Data extracted from a collection
- Opening Delimiter -
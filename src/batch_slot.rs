use crate::stats::VaultSummary;
use std::sync::{Arc, Mutex, MutexGuard};

/// One full scan's result set. Immutable once published; `block` is the fork
/// pin every vault in the batch was measured at.
#[derive(Debug, Clone, PartialEq, Eq)]
pub struct ScanBatch {
    pub block: u64,
    pub summaries: Vec<VaultSummary>,
}

struct SlotState {
    latest: Option<ScanBatch>,
    published: u64,
    displaced: u64,
}

struct SlotInner {
    state: Mutex<SlotState>,
}

fn lock_state<'a>(inner: &'a SlotInner, label: &str) -> MutexGuard<'a, SlotState> {
    match inner.state.lock() {
        Ok(guard) => guard,
        Err(poisoned) => {
            tracing::error!("[REPORT] batch slot lock poisoned in {}; recovering.", label);
            poisoned.into_inner()
        }
    }
}

/// Single-slot mailbox with keep-newest semantics: the producer overwrites,
/// the consumer takes-and-clears. The slot holds at most one batch, so a
/// starved consumer never accumulates backlog; superseded batches are
/// dropped unread (and counted).
pub struct BatchSlot;

#[derive(Clone)]
pub struct BatchPublisher {
    inner: Arc<SlotInner>,
}

pub struct BatchConsumer {
    inner: Arc<SlotInner>,
}

impl BatchSlot {
    #[allow(clippy::new_ret_no_self)]
    pub fn new() -> (BatchPublisher, BatchConsumer) {
        let inner = Arc::new(SlotInner {
            state: Mutex::new(SlotState {
                latest: None,
                published: 0,
                displaced: 0,
            }),
        });
        (
            BatchPublisher {
                inner: Arc::clone(&inner),
            },
            BatchConsumer { inner },
        )
    }
}

impl BatchPublisher {
    /// Publish a completed batch, superseding any unconsumed one. Returns
    /// `true` if an unconsumed batch was displaced.
    pub fn publish(&self, batch: ScanBatch) -> bool {
        let mut state = lock_state(&self.inner, "BatchPublisher::publish");
        state.published = state.published.saturating_add(1);
        let displaced = state.latest.replace(batch).is_some();
        if displaced {
            state.displaced = state.displaced.saturating_add(1);
            let total = state.displaced;
            drop(state);
            tracing::warn!(
                "[REPORT] unconsumed scan batch superseded before reporting ({} dropped so far)",
                total
            );
        }
        displaced
    }
}

impl BatchConsumer {
    /// Drain: atomically remove and return the newest batch, leaving the
    /// slot empty. A publish racing this call lands after it completes and
    /// survives for the next take.
    pub fn take(&self) -> Option<ScanBatch> {
        lock_state(&self.inner, "BatchConsumer::take").latest.take()
    }

    pub fn is_empty(&self) -> bool {
        lock_state(&self.inner, "BatchConsumer::is_empty")
            .latest
            .is_none()
    }
}
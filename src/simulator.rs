use crate::error::Result;
use crate::fork::SessionFactory;
use crate::ranking::Stakeholder;
use crate::stats::{summarize, DrainStep, VaultSummary};
use alloy::primitives::Address;

/// Replay a sequential bank-run against one vault: the ranked holders exit
/// in descending-balance order through a single shared fork, so each
/// redemption draws on whatever liquidity the previous ones left.
///
/// A reverted or partial withdrawal is the measured signal, never an error;
/// only fork/RPC faults propagate (and abort the whole scan iteration).
pub fn drain_vault(
    factory: &dyn SessionFactory,
    block: u64,
    vault: Address,
    holders: &[Stakeholder],
) -> Result<Option<VaultSummary>> {
    if holders.is_empty() {
        return Ok(None);
    }

    let accounts = holders.iter().map(|h| h.account).collect::<Vec<_>>();
    let mut session = factory.open(block, &accounts)?;

    let total_supply = session.total_supply(vault)?;

    // The indexer's nominal figures may be stale; the fresh fork is the
    // authoritative baseline. Order stays as ranked.
    let mut balances = Vec::with_capacity(accounts.len());
    for account in &accounts {
        balances.push(session.balance_of(vault, *account)?);
    }

    let mut steps = Vec::with_capacity(accounts.len());
    for (account, balance_before) in accounts.iter().copied().zip(balances) {
        // A fork/RPC fault here aborts the whole iteration; only an
        // executed-but-reverted call counts as zero redeemed.
        let call_ok = session.withdraw(vault, account, balance_before)?;
        // Re-read on the same mutated session: a partial fill shows up here
        // even when the call itself succeeded.
        let balance_after = session.balance_of(vault, account)?;
        let redeemed = balance_before.saturating_sub(balance_after);
        if !call_ok {
            tracing::debug!(
                "[SCAN] withdrawal call failed for holder {:#x} on vault {:#x} (redeemed {})",
                account,
                vault,
                redeemed
            );
        }
        steps.push(DrainStep {
            account,
            balance_before,
            redeemed,
        });
    }

    Ok(summarize(vault, total_supply, &steps))
}
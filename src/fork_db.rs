use alloy::primitives::{Address, U256};
use alloy::providers::{Provider, ProviderBuilder};
use dashmap::DashMap;
use revm::{
    primitives::{keccak256, AccountInfo, Address as rAddress, Bytecode, B256, U256 as rU256},
    DatabaseRef,
};
use std::future::Future;
use std::sync::{Arc, OnceLock};

use crate::registry::HttpProvider;

const FETCH_RETRIES: u32 = 3;
const BRIDGE_WORKER_QUEUE_CAPACITY: usize = 64;
const BRIDGE_TIMEOUT_MS: u64 = 10_000;

type BridgeJob = Box<dyn FnOnce() + Send + 'static>;

/// Execution-relevant fields of the pinned block's header. Vault logic reads
/// `block.timestamp` (locked-profit degradation), so replays must see the
/// real pinned values, not `BlockEnv` defaults.
#[derive(Debug, Clone, Copy, PartialEq, Eq)]
pub struct PinnedBlockMeta {
    pub timestamp: u64,
    pub coinbase: Address,
}

/// Remote-state revm database pinned at one block. Every account/storage read
/// hydrates lazily over RPC at the pinned height and is cached for the
/// lifetime of the fork. Writes never reach here: the session layers a
/// `CacheDB` on top, so mutation stays local to the fork.
pub struct ForkDb {
    provider: Arc<HttpProvider>,
    block: u64,
    handle: tokio::runtime::Handle,
    runtime_guard: Option<Arc<tokio::runtime::Runtime>>,
    account_cache: DashMap<Address, AccountInfo>,
    storage_cache: DashMap<(Address, U256), U256>,
    block_hash_cache: DashMap<u64, B256>,
    code_cache: Arc<DashMap<B256, Bytecode>>,
    pinned_meta: OnceLock<PinnedBlockMeta>,
}

impl ForkDb {
    pub fn open(url: &str, block: u64) -> anyhow::Result<Self> {
        let parsed = url
            .parse()
            .map_err(|e| anyhow::anyhow!("fork RPC URL `{url}` invalid: {e}"))?;
        let provider = Arc::new(ProviderBuilder::new().on_http(parsed));

        if let Ok(handle) = tokio::runtime::Handle::try_current() {
            return Ok(Self::with_handle(provider, block, handle, None));
        }

        // Synchronous call sites (tests/tools) have no ambient runtime;
        // bootstrap a private one for them.
        let runtime = tokio::runtime::Builder::new_multi_thread()
            .enable_all()
            .build()
            .map_err(|e| anyhow::anyhow!("failed to bootstrap tokio runtime for ForkDb: {e}"))?;
        let runtime = Arc::new(runtime);
        let handle = runtime.handle().clone();
        Ok(Self::with_handle(provider, block, handle, Some(runtime)))
    }

    fn with_handle(
        provider: Arc<HttpProvider>,
        block: u64,
        handle: tokio::runtime::Handle,
        runtime_guard: Option<Arc<tokio::runtime::Runtime>>,
    ) -> Self {
        Self {
            provider,
            block,
            handle,
            runtime_guard,
            account_cache: DashMap::new(),
            storage_cache: DashMap::new(),
            block_hash_cache: DashMap::new(),
            code_cache: Arc::new(DashMap::new()),
            pinned_meta: OnceLock::new(),
        }
    }

    pub fn block_number(&self) -> u64 {
        self.block
    }

    fn bridge_worker_sender() -> &'static std::sync::mpsc::SyncSender<BridgeJob> {
        static TX: OnceLock<std::sync::mpsc::SyncSender<BridgeJob>> = OnceLock::new();
        TX.get_or_init(|| {
            let (tx, rx) = std::sync::mpsc::sync_channel::<BridgeJob>(BRIDGE_WORKER_QUEUE_CAPACITY);
            let _ = std::thread::Builder::new()
                .name("forkdb-bridge-worker".to_string())
                .spawn(move || {
                    while let Ok(job) = rx.recv() {
                        job();
                    }
                });
            tx
        })
    }

    /// Re-enter async from this synchronous DB trait surface. On an ambient
    /// multithread runtime, `block_in_place` is legal; a current-thread
    /// runtime bridges through a dedicated helper thread instead.
    fn block_on_bridge<T, Fut>(&self, fut: Fut) -> anyhow::Result<T>
    where
        Fut: Future<Output = anyhow::Result<T>> + Send + 'static,
        T: Send + 'static,
    {
        if let Ok(current) = tokio::runtime::Handle::try_current() {
            if self.runtime_guard.is_none()
                && current.runtime_flavor() == tokio::runtime::RuntimeFlavor::MultiThread
            {
                return tokio::task::block_in_place(|| self.handle.block_on(fut));
            }

            let (tx, rx) = std::sync::mpsc::sync_channel(1);
            let job: BridgeJob = Box::new(move || {
                let out = tokio::runtime::Builder::new_current_thread()
                    .enable_all()
                    .build()
                    .map_err(|e| anyhow::anyhow!("bridge helper runtime bootstrap failed: {e}"))
                    .and_then(|rt| rt.block_on(fut));
                let _ = tx.send(out);
            });
            match Self::bridge_worker_sender().try_send(job) {
                Ok(()) => {}
                Err(_) => {
                    anyhow::bail!("fork bridge worker unavailable; dropping call fail-closed");
                }
            }
            return match rx.recv_timeout(std::time::Duration::from_millis(BRIDGE_TIMEOUT_MS)) {
                Ok(result) => result,
                Err(_) => Err(anyhow::anyhow!(
                    "fork bridge helper timed out after {BRIDGE_TIMEOUT_MS}ms"
                )),
            };
        }

        // Private runtime path: direct blocking is valid.
        self.handle.block_on(fut)
    }

    async fn with_retry<T, F, Fut>(label: &'static str, mut op: F) -> anyhow::Result<T>
    where
        F: FnMut() -> Fut,
        Fut: Future<Output = anyhow::Result<T>>,
    {
        let mut last_err = None;
        for attempt in 0..FETCH_RETRIES {
            if attempt > 0 {
                tokio::time::sleep(std::time::Duration::from_millis(
                    200 * 2u64.pow(attempt - 1),
                ))
                .await;
            }
            match op().await {
                Ok(v) => return Ok(v),
                Err(e) => last_err = Some(e),
            }
        }
        Err(last_err.unwrap_or_else(|| anyhow::anyhow!("{label}: no attempts made")))
    }

    fn parse_hex_u256(raw: &str) -> anyhow::Result<U256> {
        let trimmed = raw.trim_start_matches("0x");
        if trimmed.is_empty() {
            return Ok(U256::ZERO);
        }
        U256::from_str_radix(trimmed, 16).map_err(anyhow::Error::from)
    }

    async fn fetch_hex_word(
        provider: Arc<HttpProvider>,
        method: &'static str,
        params: serde_json::Value,
    ) -> anyhow::Result<U256> {
        Self::with_retry(method, move || {
            let provider = provider.clone();
            let params = params.clone();
            async move {
                let raw: String = provider
                    .raw_request(std::borrow::Cow::Borrowed(method), params)
                    .await
                    .map_err(|e| anyhow::anyhow!("{e}"))?;
                Self::parse_hex_u256(&raw)
            }
        })
        .await
    }

    async fn fetch_code(
        provider: Arc<HttpProvider>,
        address: Address,
        block_tag: String,
    ) -> anyhow::Result<Vec<u8>> {
        Self::with_retry("eth_getCode", move || {
            let provider = provider.clone();
            let block_tag = block_tag.clone();
            async move {
                let raw: String = provider
                    .raw_request(
                        std::borrow::Cow::Borrowed("eth_getCode"),
                        serde_json::json!([address, block_tag]),
                    )
                    .await
                    .map_err(|e| anyhow::anyhow!("{e}"))?;
                hex::decode(raw.trim_start_matches("0x")).map_err(anyhow::Error::from)
            }
        })
        .await
    }

    async fn fetch_block(
        provider: Arc<HttpProvider>,
        number: u64,
    ) -> anyhow::Result<serde_json::Value> {
        Self::with_retry("eth_getBlockByNumber", move || {
            let provider = provider.clone();
            async move {
                let raw: serde_json::Value = provider
                    .raw_request(
                        std::borrow::Cow::Borrowed("eth_getBlockByNumber"),
                        serde_json::json!([format!("0x{number:x}"), false]),
                    )
                    .await
                    .map_err(|e| anyhow::anyhow!("{e}"))?;
                if raw.is_null() {
                    anyhow::bail!("block 0x{number:x} not found on this endpoint");
                }
                Ok(raw)
            }
        })
        .await
    }

    fn parse_block_hash(block: &serde_json::Value) -> anyhow::Result<B256> {
        let hash = block
            .get("hash")
            .and_then(|v| v.as_str())
            .ok_or_else(|| anyhow::anyhow!("eth_getBlockByNumber missing hash field"))?;
        let bytes = hex::decode(hash.trim_start_matches("0x"))?;
        if bytes.len() != 32 {
            anyhow::bail!("block hash wrong length: {}", bytes.len());
        }
        let mut arr = [0u8; 32];
        arr.copy_from_slice(&bytes);
        Ok(B256::from(arr))
    }

    fn parse_block_meta(block: &serde_json::Value) -> anyhow::Result<PinnedBlockMeta> {
        let timestamp_raw = block
            .get("timestamp")
            .and_then(|v| v.as_str())
            .ok_or_else(|| anyhow::anyhow!("eth_getBlockByNumber missing timestamp field"))?;
        let timestamp = Self::parse_hex_u256(timestamp_raw)?
            .try_into()
            .map_err(|_| anyhow::anyhow!("block timestamp out of u64 range"))?;

        // Some endpoints omit `miner`; coinbase-free execution is fine.
        let coinbase = block
            .get("miner")
            .and_then(|v| v.as_str())
            .and_then(|raw| raw.parse::<Address>().ok())
            .unwrap_or(Address::ZERO);

        Ok(PinnedBlockMeta {
            timestamp,
            coinbase,
        })
    }

    /// Header fields of the pinned block, fetched once and cached for the
    /// fork's lifetime.
    pub fn pinned_block_meta(&self) -> anyhow::Result<PinnedBlockMeta> {
        if let Some(meta) = self.pinned_meta.get() {
            return Ok(*meta);
        }
        let provider = self.provider.clone();
        let number = self.block;
        let block = self.block_on_bridge(async move { Self::fetch_block(provider, number).await })?;
        let meta = Self::parse_block_meta(&block)?;
        Ok(*self.pinned_meta.get_or_init(|| meta))
    }

    fn load_account(&self, address: Address) -> anyhow::Result<AccountInfo> {
        if let Some(hit) = self.account_cache.get(&address) {
            return Ok(hit.value().clone());
        }

        let block_tag = format!("0x{:x}", self.block);
        let balance_provider = self.provider.clone();
        let nonce_provider = self.provider.clone();
        let code_provider = self.provider.clone();
        let balance_tag = block_tag.clone();
        let nonce_tag = block_tag.clone();

        let (balance, nonce, code_bytes) = self.block_on_bridge(async move {
            let balance = Self::fetch_hex_word(
                balance_provider.clone(),
                "eth_getBalance",
                serde_json::json!([address, balance_tag]),
            );
            let nonce = Self::fetch_hex_word(
                nonce_provider.clone(),
                "eth_getTransactionCount",
                serde_json::json!([address, nonce_tag]),
            );
            let code = Self::fetch_code(code_provider, address, block_tag);
            let (balance, nonce, code) = tokio::join!(balance, nonce, code);
            Ok((balance?, nonce?, code?))
        })?;

        let code_hash = if code_bytes.is_empty() {
            revm::primitives::KECCAK_EMPTY
        } else {
            keccak256(&code_bytes)
        };
        let bytecode = Bytecode::new_raw(code_bytes.into());
        self.code_cache.insert(code_hash, bytecode.clone());

        let info = AccountInfo {
            balance: rU256::from_be_bytes(balance.to_be_bytes::<32>()),
            nonce: nonce.try_into().unwrap_or(u64::MAX),
            code_hash,
            code: Some(bytecode),
        };
        self.account_cache.insert(address, info.clone());
        Ok(info)
    }
}

impl DatabaseRef for ForkDb {
    type Error = anyhow::Error;

    fn basic_ref(&self, address: rAddress) -> Result<Option<AccountInfo>, Self::Error> {
        let addr = Address::from_slice(address.as_slice());
        Ok(Some(self.load_account(addr)?))
    }

    fn code_by_hash_ref(&self, code_hash: B256) -> Result<Bytecode, Self::Error> {
        if code_hash == revm::primitives::KECCAK_EMPTY {
            return Ok(Bytecode::default());
        }
        self.code_cache
            .get(&code_hash)
            .map(|entry| entry.value().clone())
            .ok_or_else(|| anyhow::anyhow!("code for hash {code_hash:#x} not hydrated"))
    }

    fn storage_ref(&self, address: rAddress, index: rU256) -> Result<rU256, Self::Error> {
        let addr = Address::from_slice(address.as_slice());
        let slot = U256::from_be_bytes(index.to_be_bytes::<32>());
        if let Some(hit) = self.storage_cache.get(&(addr, slot)) {
            return Ok(rU256::from_be_bytes(hit.value().to_be_bytes::<32>()));
        }

        let provider = self.provider.clone();
        let block_tag = format!("0x{:x}", self.block);
        let value = self.block_on_bridge(async move {
            Self::fetch_hex_word(
                provider,
                "eth_getStorageAt",
                serde_json::json!([addr, slot, block_tag]),
            )
            .await
        })?;

        self.storage_cache.insert((addr, slot), value);
        Ok(rU256::from_be_bytes(value.to_be_bytes::<32>()))
    }

    fn block_hash_ref(&self, number: u64) -> Result<B256, Self::Error> {
        if let Some(hit) = self.block_hash_cache.get(&number) {
            return Ok(*hit.value());
        }
        let provider = self.provider.clone();
        let block =
            self.block_on_bridge(async move { Self::fetch_block(provider, number).await })?;
        let hash = Self::parse_block_hash(&block)?;
        self.block_hash_cache.insert(number, hash);
        Ok(hash)
    }
}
- Closing Delimiter -
_TASK TO COMPLETE_: Where the word "poisoned" appears in a line of the entries, copy that line.

_ANSWER TO THE EXERCISE_:
        Err(poisoned) => {
            tracing::error!("[REPORT] batch slot lock poisoned in {}; recovering.", label);
            poisoned.into_inner()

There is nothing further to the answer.